### Entries shown
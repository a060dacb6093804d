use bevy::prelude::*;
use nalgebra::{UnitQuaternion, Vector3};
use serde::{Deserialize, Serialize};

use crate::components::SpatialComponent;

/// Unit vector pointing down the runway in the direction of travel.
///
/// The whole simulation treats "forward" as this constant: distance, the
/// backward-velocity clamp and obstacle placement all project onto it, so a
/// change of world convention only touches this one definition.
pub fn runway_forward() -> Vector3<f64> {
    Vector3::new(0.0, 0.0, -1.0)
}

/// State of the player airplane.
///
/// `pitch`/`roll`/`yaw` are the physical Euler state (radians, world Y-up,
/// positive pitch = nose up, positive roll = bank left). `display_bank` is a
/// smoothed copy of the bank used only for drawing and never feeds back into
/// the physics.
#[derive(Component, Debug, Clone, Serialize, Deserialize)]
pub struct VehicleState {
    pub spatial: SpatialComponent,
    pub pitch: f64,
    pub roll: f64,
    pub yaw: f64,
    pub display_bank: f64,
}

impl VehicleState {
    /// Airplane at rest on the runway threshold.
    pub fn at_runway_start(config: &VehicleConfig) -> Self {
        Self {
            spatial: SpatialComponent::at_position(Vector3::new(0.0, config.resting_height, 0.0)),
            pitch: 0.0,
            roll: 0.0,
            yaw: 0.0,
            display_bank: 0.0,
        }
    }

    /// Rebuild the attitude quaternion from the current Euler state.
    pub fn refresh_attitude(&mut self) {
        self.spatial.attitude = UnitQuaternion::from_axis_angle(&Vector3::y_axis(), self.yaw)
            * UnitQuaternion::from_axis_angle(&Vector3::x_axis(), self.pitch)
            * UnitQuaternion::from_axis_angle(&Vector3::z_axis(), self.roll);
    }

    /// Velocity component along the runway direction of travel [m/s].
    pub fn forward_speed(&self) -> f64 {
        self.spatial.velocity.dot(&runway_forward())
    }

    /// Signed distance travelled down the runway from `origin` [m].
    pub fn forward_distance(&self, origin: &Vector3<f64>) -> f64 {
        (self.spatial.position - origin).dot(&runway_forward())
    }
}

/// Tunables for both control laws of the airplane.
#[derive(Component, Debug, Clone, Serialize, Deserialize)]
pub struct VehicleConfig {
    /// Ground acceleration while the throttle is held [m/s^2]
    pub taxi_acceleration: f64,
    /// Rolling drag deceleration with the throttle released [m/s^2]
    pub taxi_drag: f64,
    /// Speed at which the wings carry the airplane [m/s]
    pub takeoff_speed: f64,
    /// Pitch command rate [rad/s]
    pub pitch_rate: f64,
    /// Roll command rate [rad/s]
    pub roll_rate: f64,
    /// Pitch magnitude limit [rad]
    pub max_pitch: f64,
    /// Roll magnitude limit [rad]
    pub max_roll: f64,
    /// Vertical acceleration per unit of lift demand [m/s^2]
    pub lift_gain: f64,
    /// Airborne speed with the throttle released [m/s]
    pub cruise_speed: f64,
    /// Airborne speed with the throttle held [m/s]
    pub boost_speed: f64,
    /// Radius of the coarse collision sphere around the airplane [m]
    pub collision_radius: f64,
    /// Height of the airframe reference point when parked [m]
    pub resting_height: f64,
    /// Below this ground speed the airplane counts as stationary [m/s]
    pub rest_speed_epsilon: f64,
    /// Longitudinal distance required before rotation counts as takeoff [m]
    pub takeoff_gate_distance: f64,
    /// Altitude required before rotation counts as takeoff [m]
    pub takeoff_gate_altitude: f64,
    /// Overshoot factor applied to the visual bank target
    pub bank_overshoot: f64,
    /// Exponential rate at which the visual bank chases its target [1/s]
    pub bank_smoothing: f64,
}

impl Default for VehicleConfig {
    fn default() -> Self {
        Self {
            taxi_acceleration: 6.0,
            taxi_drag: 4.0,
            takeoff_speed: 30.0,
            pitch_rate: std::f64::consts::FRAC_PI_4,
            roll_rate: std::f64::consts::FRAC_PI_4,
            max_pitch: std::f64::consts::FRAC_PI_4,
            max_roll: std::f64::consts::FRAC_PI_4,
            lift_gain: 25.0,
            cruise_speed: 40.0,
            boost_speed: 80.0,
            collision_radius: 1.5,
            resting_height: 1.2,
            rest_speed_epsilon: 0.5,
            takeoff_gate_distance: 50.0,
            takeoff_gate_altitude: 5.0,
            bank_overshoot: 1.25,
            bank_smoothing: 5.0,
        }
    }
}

--

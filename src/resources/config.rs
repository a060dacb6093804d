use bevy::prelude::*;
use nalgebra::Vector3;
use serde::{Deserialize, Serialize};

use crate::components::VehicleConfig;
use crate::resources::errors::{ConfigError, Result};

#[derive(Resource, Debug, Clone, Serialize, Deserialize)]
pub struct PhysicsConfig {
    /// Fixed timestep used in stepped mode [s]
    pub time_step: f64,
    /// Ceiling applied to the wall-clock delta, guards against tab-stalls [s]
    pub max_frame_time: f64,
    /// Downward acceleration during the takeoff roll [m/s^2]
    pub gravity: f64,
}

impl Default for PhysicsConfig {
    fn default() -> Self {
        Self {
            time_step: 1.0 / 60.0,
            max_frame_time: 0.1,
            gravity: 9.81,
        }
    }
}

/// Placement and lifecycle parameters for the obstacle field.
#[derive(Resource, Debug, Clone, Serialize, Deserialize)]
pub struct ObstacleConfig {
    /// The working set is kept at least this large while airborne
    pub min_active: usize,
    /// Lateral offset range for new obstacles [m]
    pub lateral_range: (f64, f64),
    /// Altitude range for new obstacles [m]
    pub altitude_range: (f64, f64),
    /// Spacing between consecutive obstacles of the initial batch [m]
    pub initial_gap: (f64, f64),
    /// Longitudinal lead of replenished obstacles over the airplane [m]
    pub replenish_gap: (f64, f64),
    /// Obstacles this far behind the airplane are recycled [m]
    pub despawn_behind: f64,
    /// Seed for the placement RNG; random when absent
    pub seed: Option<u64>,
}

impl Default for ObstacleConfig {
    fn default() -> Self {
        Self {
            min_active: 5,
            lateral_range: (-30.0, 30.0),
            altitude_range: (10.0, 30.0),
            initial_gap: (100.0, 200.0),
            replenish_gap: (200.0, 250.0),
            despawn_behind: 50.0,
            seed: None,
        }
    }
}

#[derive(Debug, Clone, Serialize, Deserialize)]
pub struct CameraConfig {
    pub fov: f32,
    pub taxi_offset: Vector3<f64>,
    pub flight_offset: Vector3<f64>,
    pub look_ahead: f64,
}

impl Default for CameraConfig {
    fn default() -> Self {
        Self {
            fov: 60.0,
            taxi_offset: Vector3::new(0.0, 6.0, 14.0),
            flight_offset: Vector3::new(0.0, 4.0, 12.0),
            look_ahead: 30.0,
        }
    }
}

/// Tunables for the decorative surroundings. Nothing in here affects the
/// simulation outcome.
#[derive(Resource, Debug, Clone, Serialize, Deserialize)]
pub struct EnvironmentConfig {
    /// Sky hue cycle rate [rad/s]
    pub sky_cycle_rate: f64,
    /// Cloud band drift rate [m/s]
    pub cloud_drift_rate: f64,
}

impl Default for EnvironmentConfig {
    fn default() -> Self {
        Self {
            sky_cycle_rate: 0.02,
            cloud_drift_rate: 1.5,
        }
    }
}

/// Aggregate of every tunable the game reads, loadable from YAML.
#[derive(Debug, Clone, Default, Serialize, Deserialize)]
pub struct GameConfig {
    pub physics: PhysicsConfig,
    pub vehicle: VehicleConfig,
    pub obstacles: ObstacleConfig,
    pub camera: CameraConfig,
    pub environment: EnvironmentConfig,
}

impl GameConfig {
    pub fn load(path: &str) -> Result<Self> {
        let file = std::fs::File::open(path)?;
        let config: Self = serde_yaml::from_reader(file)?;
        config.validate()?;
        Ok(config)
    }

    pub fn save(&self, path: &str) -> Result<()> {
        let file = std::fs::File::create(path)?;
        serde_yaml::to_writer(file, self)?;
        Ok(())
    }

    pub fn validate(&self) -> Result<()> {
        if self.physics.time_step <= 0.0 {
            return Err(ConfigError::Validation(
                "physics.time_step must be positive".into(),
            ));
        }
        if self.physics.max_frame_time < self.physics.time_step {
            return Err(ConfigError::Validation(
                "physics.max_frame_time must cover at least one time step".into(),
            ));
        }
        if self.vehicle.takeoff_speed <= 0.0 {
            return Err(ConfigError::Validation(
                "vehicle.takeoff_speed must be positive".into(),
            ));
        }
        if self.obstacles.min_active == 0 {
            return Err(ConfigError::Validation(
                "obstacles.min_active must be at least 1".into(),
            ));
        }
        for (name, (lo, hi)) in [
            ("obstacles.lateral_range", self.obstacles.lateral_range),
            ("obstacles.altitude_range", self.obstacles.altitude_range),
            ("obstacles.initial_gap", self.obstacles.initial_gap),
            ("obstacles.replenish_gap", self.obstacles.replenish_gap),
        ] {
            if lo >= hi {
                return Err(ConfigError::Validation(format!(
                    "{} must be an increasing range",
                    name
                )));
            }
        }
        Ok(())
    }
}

...

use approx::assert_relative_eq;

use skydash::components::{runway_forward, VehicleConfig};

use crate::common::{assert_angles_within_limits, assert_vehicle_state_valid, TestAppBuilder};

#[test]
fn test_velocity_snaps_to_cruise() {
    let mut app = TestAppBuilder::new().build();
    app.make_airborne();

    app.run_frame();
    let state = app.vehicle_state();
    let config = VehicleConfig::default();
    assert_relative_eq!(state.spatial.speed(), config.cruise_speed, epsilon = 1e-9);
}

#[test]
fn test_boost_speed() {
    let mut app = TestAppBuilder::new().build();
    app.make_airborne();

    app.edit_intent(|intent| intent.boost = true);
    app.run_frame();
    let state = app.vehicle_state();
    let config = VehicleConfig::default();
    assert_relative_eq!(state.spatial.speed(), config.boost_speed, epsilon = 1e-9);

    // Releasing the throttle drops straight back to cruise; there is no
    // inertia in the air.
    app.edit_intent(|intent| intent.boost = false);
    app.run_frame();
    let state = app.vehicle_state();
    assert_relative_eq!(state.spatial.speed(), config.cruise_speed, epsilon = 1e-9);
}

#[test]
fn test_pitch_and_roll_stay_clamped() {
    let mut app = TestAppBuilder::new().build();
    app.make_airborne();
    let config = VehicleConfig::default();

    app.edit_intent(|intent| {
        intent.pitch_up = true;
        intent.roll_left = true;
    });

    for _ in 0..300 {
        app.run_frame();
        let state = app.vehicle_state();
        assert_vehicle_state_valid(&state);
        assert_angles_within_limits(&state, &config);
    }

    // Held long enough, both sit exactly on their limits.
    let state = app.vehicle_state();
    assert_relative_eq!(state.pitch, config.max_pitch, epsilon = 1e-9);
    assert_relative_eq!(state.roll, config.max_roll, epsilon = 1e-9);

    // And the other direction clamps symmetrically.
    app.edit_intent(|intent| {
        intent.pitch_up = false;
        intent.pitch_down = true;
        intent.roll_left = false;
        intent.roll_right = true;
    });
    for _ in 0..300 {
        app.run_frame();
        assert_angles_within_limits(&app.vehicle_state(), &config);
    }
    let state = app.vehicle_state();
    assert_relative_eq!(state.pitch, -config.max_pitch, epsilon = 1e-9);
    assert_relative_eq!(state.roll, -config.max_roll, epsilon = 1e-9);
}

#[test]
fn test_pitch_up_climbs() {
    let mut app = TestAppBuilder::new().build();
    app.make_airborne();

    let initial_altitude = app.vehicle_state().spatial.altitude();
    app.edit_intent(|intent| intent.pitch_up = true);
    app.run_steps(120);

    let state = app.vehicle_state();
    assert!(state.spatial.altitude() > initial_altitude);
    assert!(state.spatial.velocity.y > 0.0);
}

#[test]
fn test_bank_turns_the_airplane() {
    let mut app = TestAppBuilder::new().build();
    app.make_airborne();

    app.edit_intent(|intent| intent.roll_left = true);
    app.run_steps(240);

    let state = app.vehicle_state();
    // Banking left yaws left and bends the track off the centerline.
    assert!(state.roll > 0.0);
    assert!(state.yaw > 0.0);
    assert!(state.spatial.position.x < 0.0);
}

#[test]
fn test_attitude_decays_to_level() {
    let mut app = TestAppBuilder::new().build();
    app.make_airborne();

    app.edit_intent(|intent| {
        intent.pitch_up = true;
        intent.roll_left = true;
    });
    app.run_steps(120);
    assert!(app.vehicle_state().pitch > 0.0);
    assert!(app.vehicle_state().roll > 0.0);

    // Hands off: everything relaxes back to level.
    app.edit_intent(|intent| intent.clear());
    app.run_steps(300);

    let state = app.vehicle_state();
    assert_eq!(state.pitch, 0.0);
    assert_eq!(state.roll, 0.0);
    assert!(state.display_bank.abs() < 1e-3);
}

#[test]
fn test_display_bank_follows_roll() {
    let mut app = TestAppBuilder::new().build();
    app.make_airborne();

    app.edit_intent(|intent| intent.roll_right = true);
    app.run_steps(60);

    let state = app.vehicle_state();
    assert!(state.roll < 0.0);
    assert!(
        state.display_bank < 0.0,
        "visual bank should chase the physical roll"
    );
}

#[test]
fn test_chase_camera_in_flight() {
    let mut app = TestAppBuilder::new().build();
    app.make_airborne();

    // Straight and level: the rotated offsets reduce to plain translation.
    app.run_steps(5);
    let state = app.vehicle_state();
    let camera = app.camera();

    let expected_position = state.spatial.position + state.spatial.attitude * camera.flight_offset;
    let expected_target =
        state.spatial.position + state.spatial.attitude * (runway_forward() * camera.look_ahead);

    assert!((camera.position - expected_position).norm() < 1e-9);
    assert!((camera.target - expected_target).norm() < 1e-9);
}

### What is required
Among the lines of the material, find those that hold the word "used" and copy them.

### Completed exercise
/// smoothed copy of the bank used only for drawing and never feeds back into
    /// Fixed timestep used in stepped mode [s]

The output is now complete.